Tiago virou meu braço esquerdo na clinica, obvio que a Beah é o meu direito. Mas foi ele que agarrou a causa junto a nós desde o inicio, nos apoiou e nos ajudou em tudo. Beah e eu estávamos atrás de parceria, eles dois já se conheciam na faculdade ate que ela nos apresentou. Foi paixão a primeira vista. Ele cursava oncologia pediátrica e ficou encantado com nosso projeto e idéias, nem pensou duas vezes para se juntar a nós. Hoje ele é responsável por toda a Ala pediátrica que temos. Sou suspeita para dizer, mas ele faz um trabalho lindo com as crianças.
- Esta tudo bem? - Ele me pergunta ao me soltar. Apenas confirmo com um sorriso fraco. -Tem certeza? Esta com uma carinha tão cansada.
Tiago me olha atentamente. O moço a minha frente é dono de uma beleza invejável, sua pele bronzeada contrasta perfeitamente com seus olhos castanhos escuros e seus cabelos pretos revoltos lisos. Quem olha aquela cara de mal, nem imagina o coração enorme que ele tem. Mas digamos que seus cabelos desgrenhados e sua barba por fazer, não ajuda muito para que tenha uma aparência de bom moço, exceto quando está sorrindo, o que é difícil dele não fazer. Onde quer que seja ele sempre está com um sorriso no rosto. Seu sorriso é contagiante, um dos mais lindo que já vi. Na verdade tudo nele emanava alegria e pureza e as vezes sensualidade.

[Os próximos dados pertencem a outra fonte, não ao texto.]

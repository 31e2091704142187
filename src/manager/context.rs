// Copyright 2026, Jeroen van Erp <jeroen@geeko.me>
// SPDX-License-Identifier: Apache-2.0
use std::future::Future;
use std::sync::atomic::{AtomicU64, Ordering};

use super::tracking::TestScope;

tokio::task_local! {
    static FRAME: Frame;
}

/// Cluster context and test scope in effect while a future is polled.
///
/// A frame is only visible to the future it was entered with. Two futures joined on the
/// same task each see their own frame, and a task moving between worker threads keeps it.
#[derive(Debug, Clone)]
pub(crate) struct Frame {
    manager: u64,
    pub context: Option<String>,
    pub scope: Option<TestScope>,
}

impl Frame {
    /// Frame of `manager` entered by the caller, if any
    pub fn current(manager: u64) -> Option<Self> {
        FRAME
            .try_with(Frame::clone)
            .ok()
            .filter(|frame| frame.manager == manager)
    }

    /// Caller's frame of `manager`, or an empty one to build on
    pub fn inherit(manager: u64) -> Self {
        Self::current(manager).unwrap_or(Self {
            manager,
            context: None,
            scope: None,
        })
    }

    pub fn with_context(mut self, name: &str) -> Self {
        self.context = Some(name.to_string());
        self
    }

    pub fn with_scope(mut self, scope: TestScope) -> Self {
        self.scope = Some(scope);
        self
    }

    /// Poll `fut` inside this frame. The caller's frame is back in effect as soon as
    /// `fut` completes, panics or is dropped.
    pub async fn enter<F: Future>(self, fut: F) -> F::Output {
        FRAME.scope(self, fut).await
    }

    pub fn enter_blocking<R>(self, f: impl FnOnce() -> R) -> R {
        FRAME.sync_scope(self, f)
    }
}

/// Distinguishes frames of different managers sharing a task
pub(crate) fn next_manager_id() -> u64 {
    static NEXT: AtomicU64 = AtomicU64::new(1);
    NEXT.fetch_add(1, Ordering::Relaxed)
}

- Realmente estou muito cansada. Preciso dormir, por isso a Beah me mandou... quer dizer, me expulsou daqui. - Suspiro mais que derrotada recebendo uma risada da pessoa a minha frente. - Por isso estou indo embora para casa.
-Ela esta certa, você realmente precisa descansar um pouco. Tem trabalhado de mais. - Será que todo mundo resolveu ficar contra mim hoje? - Quer fazer alguma coisa mais tarde? Seria bom você se distrair um pouco.
- Acho melhor não, realmente preciso dormir. Podemos deixar para outro dia?
- Claro que sim. Vá descansar. - Ele pega em minhas mãos fazendo com que eu o encare
- Você sabe que estarei aqui para o que for, não é? - Assinto sorrindo. - Então muito bem, qualquer coisa me ligue.
- Obrigada. - O abraço recebendo um afago nos meus cabelos. Me afasto um pouco recebendo carinhosamente um beijo em minha testa.